Mentre apriva la portiera, l’autista dall’espressione bovina si profuse in inchini di tipo tutto professionale, finche non si accorse che il cliente non si decideva a salire. I sorrisi sparirono lentamente dalle labbra. Corrugò la fronte e con un’unghia spezzata si grattò il mento ispido.
— Ehi, voi — disse con voce rauca — se non mi sbaglio, mi avete fatto segno di…
— State zitto fino al momento in cui sarò pronto a salire — lo interruppe Raven restando fermo sul marciapiede, a circa tre metri dal veicolo. I suoi occhi non fissavano niente in particolare e il suo sguardo si perdeva lontano, come se Raven stesse ascoltando un rintocco di campane lontane, con una sensazione di fastidio.
Il tassista accentuò il cipiglio e si diede un’altra grattata al mento, fornendo un’ottima imitazione sonora di un meccanico spaziale che passasse la carta vetrata su un venturimetro. Aveva il braccio destro ancora teso e teneva la mano appoggiata alla portiera. Qualcosa agitò la manica, come se fosse stata colpita dal soffio invisibile del vento. Ma lui non se ne accorse.
Raven riportò l’attenzione al taxi, fece qualche passo in avanti, ma non salì.
— Avete un fusore? — chiese.
— Certo! Dove andrei a finire, altrimenti, se capitasse qualche guasto improvviso? — Il tassista si chinò a frugare nella cassetta del cruscotto accanto al posto di guida, e quando si rialzò nella mano stringeva un oggetto che somigliava a una piccola pistola. — Cosa volete farne?
— Voglio bruciarvi il didietro — disse Raven prendendo il fusore.
— Davvero? È una bella idea! — Gli occhi infossati dell’autista si fecero ancora più piccoli, poi l’uomo scoppiò in una risata che mise in mostra due molari mancanti. — Però questo è il vostro giorno sfortunato. — Si chinò di nuovo e prese un secondo fusore. — Ne porto in macchina sempre un paio. Così, voi bruciate i miei pantaloni, e io brucio i vostri. Giusto, no?
— Lo spettacolo di due che si bruciano i pantaloni dovrebbe interessare parecchio molti scienziati — disse Raven — specialmente se si usano strumenti che possono bruciare soltanto i metalli. — Sorrise all’improvvisa aria incerta dell’altro. — Mi riferivo al didietro della vostra macchina. — Indirizzò la punta del piccolo apparecchio verso il sedile posteriore e strinse l’impugnatura. Niente di visibile uscì dal fusore, anche se la mano di Raven ebbe un piccolo sobbalzo. Una sottile striscia di fumo puzzolente uscì invece dalla tappezzeria di plastica, come se qualcosa nascosta sotto i sedili stesse fondendo all’alto calore. Poi Raven salì con calma nella vettura e richiuse la porta. — Bene, ora potete andare — disse, e protesosi in avanti rimise il fusore al suo posto.
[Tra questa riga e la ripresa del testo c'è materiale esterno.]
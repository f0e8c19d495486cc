use clap::{Parser, Subcommand};
use tokio::sync::broadcast::error::RecvError;

use messenger_client::infrastructure::config::parse_channel_list;
use messenger_client::{Config, MessengerClient, MessengerEvent, TelegramClient};

#[derive(Parser)]
#[command(name = "messenger-client")]
#[command(about = "Telegram messenger adapter", long_about = None)]
struct Cli {
    #[command(subcommand)]
    command: Commands,

    /// Config file path
    #[arg(short, long, default_value = "config.yaml")]
    config: String,

    /// Bot token (overrides config)
    #[arg(short, long)]
    token: Option<String>,

    /// Comma separated confinement channels (overrides config)
    #[arg(long)]
    channels: Option<String>,
}

#[derive(Subcommand)]
enum Commands {
    /// Connect and log every inbound message
    Run,
    /// Show version
    Version,
    /// Generate default config
    InitConfig,
}

#[tokio::main]
async fn main() {
    // Initialize logging
    tracing_subscriber::fmt()
        .with_target(false)
        .with_env_filter(
            tracing_subscriber::EnvFilter::from_default_env()
                .add_directive(tracing::Level::INFO.into()),
        )
        .init();

    let cli = Cli::parse();

    match cli.command {
        Commands::Run => {
            if let Err(e) = run(&cli).await {
                tracing::error!("{}", e);
                std::process::exit(1);
            }
        }
        Commands::Version => {
            println!("messenger-client v{}", env!("CARGO_PKG_VERSION"));
        }
        Commands::InitConfig => {
            init_config();
        }
    }
}

fn load_config(cli: &Cli) -> Config {
    let mut config = if std::path::Path::new(&cli.config).exists() {
        Config::load(&cli.config).unwrap_or_else(|e| {
            tracing::warn!("Failed to load config: {}, using defaults", e);
            Config::default()
        })
    } else {
        Config::default()
    };
    config.apply_env();

    if let Some(token) = &cli.token {
        config.telegram.token = Some(token.clone());
    }
    if let Some(channels) = &cli.channels {
        config.messenger.confinement_channels = parse_channel_list(channels);
    }
    config
}

async fn run(cli: &Cli) -> Result<(), Box<dyn std::error::Error>> {
    let config = load_config(cli);

    let mut client = TelegramClient::from_config(&config)?;
    let mut messages = client.emitter().subscribe();
    client.connect().await?;
    client.set_status().await?;
    client.listen_messages().await?;

    if let Some(identity) = client.identity() {
        tracing::info!("Listening as {}", identity);
    }

    loop {
        tokio::select! {
            event = messages.recv() => match event {
                Ok(MessengerEvent::Message(msg)) => {
                    tracing::info!(
                        "[{}] {}: {} (dm={}, replied={}, mentioned={})",
                        msg.channel_id,
                        msg.username.as_deref().unwrap_or("?"),
                        msg.content,
                        msg.is_dm,
                        msg.is_replied,
                        msg.is_mentioned,
                    );
                }
                Err(RecvError::Lagged(skipped)) => {
                    tracing::warn!("Skipped {} messages", skipped);
                }
                Err(RecvError::Closed) => break,
            },
            _ = tokio::signal::ctrl_c() => {
                tracing::info!("Shutting down");
                break;
            }
        }
    }

    Ok(())
}

fn init_config() {
    let config = Config::default();
    match serde_yaml::to_string(&config) {
        Ok(yaml) => {
            println!("{}", yaml);
            println!("\nSave this to config.yaml and adjust as needed.");
        }
        Err(e) => eprintln!("Failed to render config: {}", e),
    }
}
Impacciatissimo, il tassista manovrò i comandi. L’auto antigravità si sollevò fino a 1500 metri di altezza e puntò verso sud, mentre il pilota corrugava la fronte nello sforzo di comprendere cos’era accaduto e girava continuamente lo sguardo verso lo specchietto retrovisore, per osservare furtivamente il passeggero, pensando che quello poteva essere capace di tutto, anche d’incendiare il mondo.
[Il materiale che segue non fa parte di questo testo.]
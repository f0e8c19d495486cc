//! Platform adapters

pub mod telegram;

pub use telegram::TelegramClient;
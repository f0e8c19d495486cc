//! Message handling - Event distribution to adapter subscribers

pub mod emitter;

pub use emitter::{MessageEmitter, MessengerEvent};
Senza badare alle occhiate dell’altro, Raven infilò una mano nel buco ancora caldo che si era formato nella tappezzeria. Le sue dita incontrarono un oggetto metallico e sollevarono un apparecchio contorto, non più grande di una sigaretta. Luccicava come l’oro e aveva due tozze ali, contorte dal calore. Nella parte anteriore scintillava una piccola lente, delle dimensioni di una piccola perla. La parte posteriore, piatta, era perforata da sette minuscoli forellini, che servivano da microscopici reattori.
Raven non ebbe bisogno di aprire l’ordigno e di guardarvi dentro: sapeva già cosa era nascosto all’interno: un motore piccolissimo, l’analizzatore di guida, il minuscolo circuito radio che poteva trasmettere un bip-bip per ore e ore, il dispositivo di autodistruzione, grande quanto la capocchia di un fiammifero… Il tutto in un apparecchio che pesava meno di novanta grammi, capace però di lasciare una scia elettronica che gli inseguitori avrebbero potuto seguire per chilometri e chilometri, nelle tre dimensioni.
Raven girò la testa per guardare attraverso il vetro posteriore. C’erano troppi taxi e macchine private in circolazione ai vari livelli per poter stabilire se qualcuno lo stava pedinando. Comunque, la cosa non aveva importanza: l’intensità del traffico che nascondeva così bene gli eventuali cacciatori poteva benissimo nascondere anche la preda.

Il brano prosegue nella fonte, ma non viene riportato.